IEEE Trans Syst Man Cybern B Cybern. 2007 Jun;37(3):528-39. doi: 10.1109/tsmcb.2006.886166.
This paper presents a recurrent neural-network model for solving a special class of general variational inequalities (GVIs), which includes classical VIs as special cases. It is proved that the proposed neural network (NN) for solving this class of GVIs can be globally convergent, globally asymptotically stable, and globally exponentially stable under different conditions.
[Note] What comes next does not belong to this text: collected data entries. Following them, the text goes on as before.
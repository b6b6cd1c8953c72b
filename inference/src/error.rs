// error.rs — Fatal inference errors
//
// One enum for every condition that fails an inference call. Legitimate
// indeterminacy is never an error; it surfaces as unknown properties plus an
// optional warning diagnostic.

use std::path::PathBuf;

use thiserror::Error;

use crate::diag::{codes, DiagCode, DiagLevel, Diagnostic};
use crate::dynamic::ClusterError;

/// Structural defects found while indexing the graph.
#[derive(Debug, Clone, PartialEq, Eq, Error)]
pub enum GraphDefect {
    #[error("input '{0}' refers to a node that does not exist")]
    DanglingInput(String),
    #[error("node name is defined more than once")]
    DuplicateName,
    #[error("node is on a cycle that is not closed by a NextIteration → Merge edge")]
    UnrecognizedCycle,
    #[error("{0}")]
    FrameStructure(String),
    #[error("fetch node does not exist")]
    MissingFetch,
    #[error("init node does not exist")]
    MissingInit,
    #[error("input '{input}' refers to output {slot}, but the producer has {available} output(s)")]
    SlotOutOfRange {
        input: String,
        slot: usize,
        available: usize,
    },
}

impl GraphDefect {
    pub fn code(&self) -> DiagCode {
        match self {
            GraphDefect::DanglingInput(_) => codes::E0101,
            GraphDefect::DuplicateName => codes::E0102,
            GraphDefect::UnrecognizedCycle => codes::E0103,
            GraphDefect::FrameStructure(_) => codes::E0104,
            GraphDefect::MissingFetch | GraphDefect::MissingInit => codes::E0105,
            GraphDefect::SlotOutOfRange { .. } => codes::E0106,
        }
    }
}

#[derive(Debug, Error)]
pub enum InferenceError {
    #[error("malformed graph at node '{node}': {defect}")]
    MalformedGraph { node: String, defect: GraphDefect },

    #[error("shape rule for '{op}' rejected node '{node}': {message}")]
    ShapeRule {
        op: String,
        node: String,
        message: String,
    },

    #[error("dtype conflict at node '{node}' ({op}): {message}")]
    DtypeConflict {
        op: String,
        node: String,
        message: String,
    },

    #[error("no shape rule registered for op '{op}' (node '{node}')")]
    UnregisteredOp { op: String, node: String },

    #[error("cluster was not initialized with item '{item}'")]
    ClusterNotInitialized { item: String },

    #[error("dynamic inference failed: {0}")]
    Cluster(#[from] ClusterError),

    #[error("{}: {source}", path.display())]
    Io {
        path: PathBuf,
        source: std::io::Error,
    },

    #[error("{}: {source}", path.display())]
    Json {
        path: PathBuf,
        source: serde_json::Error,
    },
}

impl InferenceError {
    pub fn malformed(node: impl Into<String>, defect: GraphDefect) -> Self {
        InferenceError::MalformedGraph {
            node: node.into(),
            defect,
        }
    }

    pub fn code(&self) -> DiagCode {
        match self {
            InferenceError::MalformedGraph { defect, .. } => defect.code(),
            InferenceError::ShapeRule { .. } => codes::E0201,
            InferenceError::DtypeConflict { .. } => codes::E0202,
            InferenceError::UnregisteredOp { .. } => codes::E0203,
            InferenceError::ClusterNotInitialized { .. } => codes::E0301,
            InferenceError::Cluster(_) => codes::E0302,
            InferenceError::Io { .. } => codes::E0001,
            InferenceError::Json { .. } => codes::E0002,
        }
    }

    /// The node the error is attributed to, if any.
    pub fn node(&self) -> Option<&str> {
        match self {
            InferenceError::MalformedGraph { node, .. }
            | InferenceError::ShapeRule { node, .. }
            | InferenceError::DtypeConflict { node, .. }
            | InferenceError::UnregisteredOp { node, .. } => Some(node),
            _ => None,
        }
    }

    pub fn to_diagnostic(&self) -> Diagnostic {
        let diag = Diagnostic::new(DiagLevel::Error, self.to_string()).with_code(self.code());
        match self.node() {
            Some(node) => diag.with_node(node),
            None => diag,
        }
    }
}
The proposed NN can be viewed as a modified version of the general projection NN existing in the literature. Several numerical examples are provided to demonstrate the effectiveness and performance of the proposed NN.
本文提出了一种用于求解一类特殊的广义变分不等式(GVIs)的递归神经网络模型,其中经典变分不等式作为特殊情况包含在内。结果表明,所提出的用于求解此类GVIs的神经网络(NN)在不同条件下可以是全局收敛的、全局渐近稳定的和全局指数稳定的。所提出的NN可以看作是文献中现有一般投影NN的改进版本。提供了几个数值例子来证明所提出的NN的有效性和性能。